Chapter 6: Standard SJW Tactics begins with a complaint about him having his account partially suspended by Twitter. This is intended to exemplify what he calls the SJW tactic of “bait and report” i.e. Vox gets in an argument with somebody, loses his cool and posts something that leads to him being suspended.
Which apparently leads us to Aristotle:
“It is one of more than a dozen such tactics that I have observed SJWs utilizing over the past few year, and what is fascinating is how many of these tactics were first observed more than 2,400 years ago by one of Man’s greatest thinkers, Aristotle.”
Having said that, we don’t get an illustration of social media bait and report re-imagined for ancient Athens (which might have been interesting). I’d imagine the advice would be simple from Aristotle – if somebody is trying to bait you then don’t let them wind you up. There is an excellent example from Jesus in the New Testament dodging a “bait and report” when he is quizzed about paying taxes. Mind you I don’t think Vox reads the New Testament much, particularly not a section where his God implies that you should pay your taxes.
Anyway, put my side trip to Jesus aside, Vox is back with our friend Aristotle. This time rather than Aristotle’s Rhetoric, Vox wants us to look at The Organon and in particular the section called On Sophistical Refutations. “Sophistical” here referring to sophists – the quasi-professional arguers of stuff and/or Plato’s contemporary philosophers not in tune with the Socratic wing of thinking.
Aristotle lists 13 fallacies and Vox goes through them all to some extent. I’m going to look at them from a different direction
Fallacies in the language
The first set of fallacies Aristotle describes as “Fallacies in the language”.
Equivocation (sometimes listed, as Vox does, as Ambiguity) – using two concepts with the same name interchangeably. For example when Vox uses “SJW” to mean both a leftwing radical and a nice lady who helps at church. This works as part of this first four set of fallacies and when you consider each of them you can see how they run through most of Vox’s arguments.
In addition it is a ripe source of definitional games – such games are common in all forms or argument. They can be legitimate in so far they help refine or generalise concepts but it is absolutely necessary to be clear that this is occurring.
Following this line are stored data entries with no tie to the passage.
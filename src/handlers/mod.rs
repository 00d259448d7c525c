//! Request Handlers Module
//!
//! This module implements the three item handlers. Each one receives a
//! [`Request`], issues exactly one storage call, and always produces a
//! [`Response`]; failures never escape a handler.
//!
//! ## Architecture
//!
//! ```text
//! Hosting runtime
//!       │  Request { body, pathParameters }
//!       ▼
//! ┌─────────────────┐   ┌─────────────────┐   ┌─────────────────┐
//! │ CreateHandler   │   │ GetHandler      │   │ DeleteHandler   │
//! │  parse body     │   │  read path id   │   │  read path id   │
//! │  generate id    │   │                 │   │                 │
//! └────────┬────────┘   └────────┬────────┘   └────────┬────────┘
//!          │ put                 │ get                 │ delete
//!          ▼                     ▼                     ▼
//! ┌─────────────────────────────────────────────────────────────┐
//! │                  KeyValueStore (table, key)                 │
//! └─────────────────────────────────────────────────────────────┘
//!       │
//!       ▼  Response { statusCode, body }
//! ```
//!
//! ## Responses
//!
//! | Handler | Outcome      | Status | Body                                       |
//! |---------|--------------|--------|--------------------------------------------|
//! | create  | stored       | 201    | `{"message":"Item created","id":...}`      |
//! | get     | found        | 200    | `{"id":...,"name":...,"createdAt":...}`    |
//! | get     | absent       | 404    | `{"error":"Item not found"}`               |
//! | delete  | always       | 200    | `{"message":"Item deleted","id":...}`      |
//! | any     | failure      | 500    | `{"error":"Failed to <verb> item"}`        |

pub mod create;
pub mod delete;
pub mod error;
pub mod get;

pub use create::CreateHandler;
pub use delete::DeleteHandler;
pub use error::HandlerError;
pub use get::GetHandler;

use serde::{Deserialize, Deserializer, Serialize};
use serde_json::json;
use std::collections::HashMap;
use tracing::error;

/// Path parameter carrying the item identifier.
pub const ID_PARAM: &str = "id";

pub const STATUS_OK: u16 = 200;
pub const STATUS_CREATED: u16 = 201;
pub const STATUS_NOT_FOUND: u16 = 404;
pub const STATUS_INTERNAL_ERROR: u16 = 500;

/// An incoming invocation, as handed over by the hosting runtime.
#[derive(Debug, Clone, Default, PartialEq, Eq, Serialize, Deserialize)]
#[serde(rename_all = "camelCase")]
pub struct Request {
    /// Raw JSON request body, if any
    #[serde(default)]
    pub body: Option<String>,

    /// Values captured from the request path, by parameter name
    #[serde(default, deserialize_with = "null_as_empty")]
    pub path_parameters: HashMap<String, String>,
}

fn null_as_empty<'de, D>(deserializer: D) -> Result<HashMap<String, String>, D::Error>
where
    D: Deserializer<'de>,
{
    Ok(Option::<HashMap<String, String>>::deserialize(deserializer)?.unwrap_or_default())
}

impl Request {
    /// Creates a request carrying only a body.
    pub fn with_body(body: impl Into<String>) -> Self {
        Self {
            body: Some(body.into()),
            ..Self::default()
        }
    }

    /// Creates a request carrying only an `id` path parameter.
    pub fn with_id(id: impl Into<String>) -> Self {
        Self::default().with_path_parameter(ID_PARAM, id)
    }

    /// Adds a path parameter.
    pub fn with_path_parameter(mut self, name: impl Into<String>, value: impl Into<String>) -> Self {
        self.path_parameters.insert(name.into(), value.into());
        self
    }

    /// Looks up a path parameter by name.
    pub fn path_parameter(&self, name: &str) -> Option<&str> {
        self.path_parameters.get(name).map(String::as_str)
    }
}

/// The result of an invocation: an HTTP status and a JSON-encoded body.
#[derive(Debug, Clone, PartialEq, Eq, Serialize, Deserialize)]
#[serde(rename_all = "camelCase")]
pub struct Response {
    pub status_code: u16,
    pub body: String,
}

impl Response {
    /// Creates a response whose body is `payload` encoded as JSON.
    ///
    /// If the payload cannot be encoded the caller's `failure` message is
    /// answered instead, as a 500.
    pub fn json<T: Serialize>(status_code: u16, payload: &T, failure: &str) -> Self {
        match serde_json::to_string(payload) {
            Ok(body) => Self { status_code, body },
            Err(e) => {
                error!(error = %e, "Failed to encode response body");
                Self::error(STATUS_INTERNAL_ERROR, failure)
            }
        }
    }

    /// Creates a `{"error": message}` response.
    pub fn error(status_code: u16, message: &str) -> Self {
        Self {
            status_code,
            body: json!({ "error": message }).to_string(),
        }
    }

    /// Returns `true` for 5xx responses.
    pub fn is_server_error(&self) -> bool {
        (500..600).contains(&self.status_code)
    }
}

/// `{"message": ..., "id": ...}`
#[derive(Debug, Serialize)]
struct MessageBody<'a> {
    message: &'a str,
    id: &'a str,
}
Amphibology – an exploitation of an ambiguity in sentence/phrase/word structure. A very Vox related example is that in English we can say “X are Y” to mean “some X are Y” or we can combine nouns to both qualify a group or describe a quality of a group. For example “dishonest politicians” describes a subset of politicians but can also be a description of politicians. This particular case amphibology works in tandem with the next fallacy.
It is important to note that ambiguity is baked into our natural language. The fallacy is not the use of ambiguous language in general because it is nigh on impossible to avoid using it and even trying to avoid it makes you sound like a Vulcan that other Vulcans find too pedantic. A statement like “white supremacists protested” can be read as “the people who protested were white supremacists” or as “there where protestors who were white supremacists”. The reasoning fallacy arises from exploiting the ambiguity – if Black Lives Matter say “police are shooting innocent African Americans” in context they clearly mean “there are specific cases of specific police officers shooting specific African Americans who were innocent of the crime that they were suspected of.” Normal speech does not (and to be useful cannot) unpack all the assumed understanding. This makes the fallacy quite powerful though – somebody like Vox can exploit a statement like “police are shooting innocent African Americans” and treat it as a semantically and logically quite different claim that police in GENERAL are shooting African Americans and the that the people they might shoot are all innocent. This much broader claim can then be not only debunked (despite it not being what BLM actually claimed).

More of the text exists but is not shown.